Our study has limitations. The purpose was to assess the reliability of values and trends displayed on the HM II monitor. Therefore, we did not assess absolute values for flow or pulsatility. The H-Q curve dictates that changes in flow may be caused by changes in pressure gradient over the pump, but as Table 1 indicates, there were no major changes in blood pressure or echocardiography during titration to suggest changes in pressure gradient or loading conditions. This suggests that our observations are instead indeed attributable to limitations in the HM II algorithms. Mock circuits have been used in other studies6 but do not model the in vivo contractility and pressure differentials. In- or outflow obstruction may alter pressure gradients or loading conditions but clinical and echocardiography data did not indicate any such events.

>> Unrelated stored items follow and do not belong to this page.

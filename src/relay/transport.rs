//! Transport seam between a primary device and its companion.

use crate::errors::AppError;
use crate::models::Payload;

/// Session activation lifecycle.
#[derive(Debug, Clone, Copy, PartialEq, Eq, Default)]
pub enum ActivationState {
    #[default]
    NotActivated,
    Activating,
    Activated,
}

/// Inbound activity reported by a transport. The owner drains these on a
/// single task, which is the only place relay-derived state is mutated.
#[derive(Debug, Clone, PartialEq)]
pub enum TransportEvent {
    /// Activation finished; `error` is set when it failed.
    Activated { error: Option<String> },
    ReachabilityChanged(bool),
    /// The peer replaced our application context.
    ContextReceived(Payload),
    /// The peer sent a direct message.
    MessageReceived(Payload),
    /// A send accepted earlier failed asynchronously.
    DeliveryFailed(String),
}

/// A paired-device session.
///
/// Neither send primitive blocks: `send_message` is immediate and
/// at-most-once (it fails rather than queueing when the peer is not
/// reachable) while `update_context` is durable and coalescing (only the
/// latest context is guaranteed to reach the peer).
pub trait RelayTransport: Send + Sync {
    fn activate(&self);

    fn activation_state(&self) -> ActivationState;

    fn is_reachable(&self) -> bool;

    /// The most recent context the peer delivered to this side, if any.
    fn received_context(&self) -> Option<Payload>;

    fn send_message(&self, message: Payload) -> Result<(), AppError>;

    fn update_context(&self, context: Payload) -> Result<(), AppError>;

    fn is_activated(&self) -> bool {
        self.activation_state() == ActivationState::Activated
    }
}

In summary, parameters displayed on the HM II monitor should be interpreted with caution. Trends are reliable for power throughout all settings and for flow above 8,000 RPM, but unreliable for flow at or below 8,000 RPM and for PI throughout all settings, especially at RPMs above 9,200 and specifically at 9,000 RPM. Despite the rapid and exciting evolution of LVAD technology, there has been little clinician interest in operative and technical aspects of LVADs once they have been brought to market. Similarly, despite the rapidly growing patient population, there is often limited clinician knowledge of pump physiology and patient and device parameters that are important to monitor. The easy availability of these parameters (requires only connecting the LVAD controller to the display) may lead to an overreliance on these data, and clinicians should be encouraged instead to perform rigorous clinical, echocardiographic, and hemodynamic assessments.